Sunday, July 13, 2008

I'm a Gypsy

It's true. I am a gypsy, at least part gypsy -- it's a part of my honest to God blood line. I swear. It wasn't until the other night when my friend compared me to gypsies that I truly took ownership of that part of my background. I've never really been one for ethnic stereotypes you know, all Irish drink a lot, all Germans like beer, all Native Americans do rain dances, I could go on for hours -- but now, I'm starting to see a little bit more relevance in where I come from as it relates to how I am today.

My friend looked at me and asked if I knew why gypsies never had any rights and continued to answer saying that they never had any rights, couldn't vote, hold office, etcetera because they were never anywhere long enough to put down roots, to really become part of the community and then he paralleled that with me and my lifestyle and asked me how I made that work.

If it's one thing you'll learn about me, whether you've know me for 20 seconds or 20 years, is that I am constantly on the move. I live and thrive on change. But his question made me uncomfortable, not because I'm ashamed of how I am or because of the accusation of being rootless, but because it's not something I'm fully sure that I've reconciled with myself yet. He's right, I am rootless, I am the equivalent to a tree that you buy at a nursery, I've got a trunk, and branches and leaves but my roots -- well they're kind of there, but they're pretty shallow and short.

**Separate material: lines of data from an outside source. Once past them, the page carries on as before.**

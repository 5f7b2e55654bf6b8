//! # radyx
//!
//! A multi-threaded archiver that compresses a file list into a 7z
//! container using a radix match finder, LZMA2, and an optional x86 BCJ
//! filter for executables.
//!
//! ## Quick Start
//!
//! ```rust,no_run
//! use radyx::{FileRecord, InterruptFlag, Options, Scheduler};
//! use radyx::model::DirPool;
//! use std::fs::File;
//!
//! fn main() -> radyx::error::Result<()> {
//!     let mut pool = DirPool::new();
//!     let files = vec![FileRecord {
//!         dir: pool.intern("."),
//!         name: "Cargo.toml".into(),
//!         root_offset: 0,
//!         ext_index: radyx::ext_table::lookup("toml"),
//!         size: 0,
//!         crc32: 0,
//!         mtime: None,
//!         ctime: None,
//!         attributes: None,
//!     }];
//!
//!     let out = File::create("out.7z").map_err(|e| radyx::error::Error::IoWrite(e))?;
//!     let scheduler = Scheduler::new(out, Options::default(), InterruptFlag::new())?;
//!     scheduler.run(files)?;
//!     Ok(())
//! }
//! ```
//!
//! ## Architecture
//!
//! - [`matchfinder`]: the radix match finder, a match-link table built
//!   over the dictionary window.
//! - [`lzma`]: range coding, the probability model, price-guided parsing,
//!   LZMA2 chunk framing, and the multi-threaded top-level encoder.
//! - [`bcj`] / [`filter`]: the x86 branch/call/jump filter and the
//!   pipeline that runs it ahead of LZMA2 for executables.
//! - [`dictionary`]: the overlap buffer that holds one solid unit's
//!   active window while filters and the match finder run over it.
//! - [`scheduler`]: owns the session — file-list preparation, solid-unit
//!   boundaries, the per-file read loop, and interrupt handling.
//! - [`sevenzip`]: the 7z container writer, including the LZMA2-encoded
//!   header stream and the signature header.
//!
//! ## Feature Flags
//!
//! | Feature | Default | Description |
//! |---------|---------|-------------|
//! | `parallel` | Yes | Multi-threaded match finding and LZMA2 sub-range encoding via rayon |
//! | `cli` | Yes | The `radyx` command-line binary |
//!
//! ## Minimum Supported Rust Version (MSRV)
//!
//! This crate requires **Rust 1.85** or later.

#![warn(rust_2018_idioms)]
#![deny(unsafe_op_in_unsafe_fn)]

pub mod bcj;
pub mod checksum;
pub mod dictionary;
pub mod error;
pub mod ext_table;
pub mod filter;
pub mod interrupt;
pub mod lzma;
pub mod matchfinder;
pub mod model;
pub mod options;
pub mod progress;
pub mod scheduler;
pub mod sevenzip;
pub mod timestamp;

// Shared 7z format constants (signature, property IDs, method IDs);
// see `format::mod` for why this no longer includes decode-side parsing.
mod format;

pub use error::{Error, Result};
pub use interrupt::InterruptFlag;
pub use model::{CoderInfo, DataUnit, DirPool, FileRecord};
pub use options::Options;
pub use scheduler::Scheduler;
pub use timestamp::Timestamp;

So I stood there for a second, slowly walking with him, and I thought about it. And I looked at him and then thought about it some more and then I explained, hopefully coherently, that this is who I am, and where I'm supposed to be and what I'm supposed to be doing. He's right, I don't have roots, at least not the ones he meant, but not all people are supposed to and just because you aren't in the same tri-county area with the people you love doesn't mean you love them any less, it just requires a little more effort.

People either stay in contact or they don't. Some people lose touch of each other and there is nothing wrong with that. If we all had each and every friend that we've ever had around until the day we died we wouldn't have the people that are truly our core, we would just have a bunch of so-so friends that when looked at on an individual basis wouldn't mean a whole lot to us. And having moved as much as I have, I don't take it personally if I've lose touch with someone, sometimes it's my fault, sometimes it's their's and sometimes we're both at fault. But either way, it's the way that life works, people come and people go each for their own God-ordained reason. And if those I cross those people's paths again (which has happened on more than one occasion, in different cities, states and even countries than I knew them in before) then so be it, that's great. Speaking to this point is my dear friend, Chris, who I just recently got back in touch with. Some friends are just those kinds of friends who don't need to speak to each other all the time. And even though it is weeks, sometimes months, later they can call the other because something made them think of that person and they can pick up like they just talked yesterday. Chris is one of those friends, we picked up like not a day had passed and it was and still is great. Those are my favorite kind of friends, and that's not to say that I'm lazy with relationships because I'm not. I work very hard to keep the ones that I have because they mean something to me. In the same light I work to start new ones. But friendship to me isn't about talking all the time, it's about caring enough for some person and having enough respect to understand that life gets crazy and that even though life is crazy neither of those people care any less about the other person.

I found a quote that fits exactly what I'm trying to express via my sweet friend Tara that says:
"A friendship that can be ended didn't ever start."
-Mellin de Saint-Gelais, Oeuvres poétique

I explained all of this to Mike and hopefully it made some sort of sense. I realize that this mobile life I lead is not one understood by a whole lot of people, it's a very different upbringing and a very different perspective. Many understand my mobility no more than I can understand many people's immobility and the desire to stay in the same place for years and years.

With all of that being said I know that I might seem a slightly non-chalant when it comes to friendships, I'm really not. And I do probably take advantage of the fact that most of the time people will be there when I get back. That's not a good thing, and it's something I'm working on. But I know and believe with all my heart that the people who want to be around will be there for me and will want to be there for me regardless of where I am. That being said I also understand that people can't handle the whole long-distance friendship thing, it's just a difference of mannerisms, personalities, and perspective. Neither person is right, neither is wrong, it's just life.

And so this all leads both of us to no real conclusion, but I guess maybe at least a little bit more of an understanding: I am a gypsy. And I do have roots, just not geographic ones. I don't have a lot of life-long friendships but the few I do have are ones that I would fight and die for. I come from a family made strong from years of moving to new places, experiencing new things and enduring hardships together when we were all we had. I have a great faith in God that keeps me grounded and hopeful for the future that I know he has promised for me. I have roots, they're just different and I don't have as many as other people. And I'm okay with that, at least I am now. So, to my friend who put me on the spot, thank you. Without meaning to you really forced me to think about and reconcile with something that I hadn't yet and it helped me grow. I hope you're one of the ones who stays in touch.

1 comment:

  1. secret: although I don't comment on all of your posts, I do read them.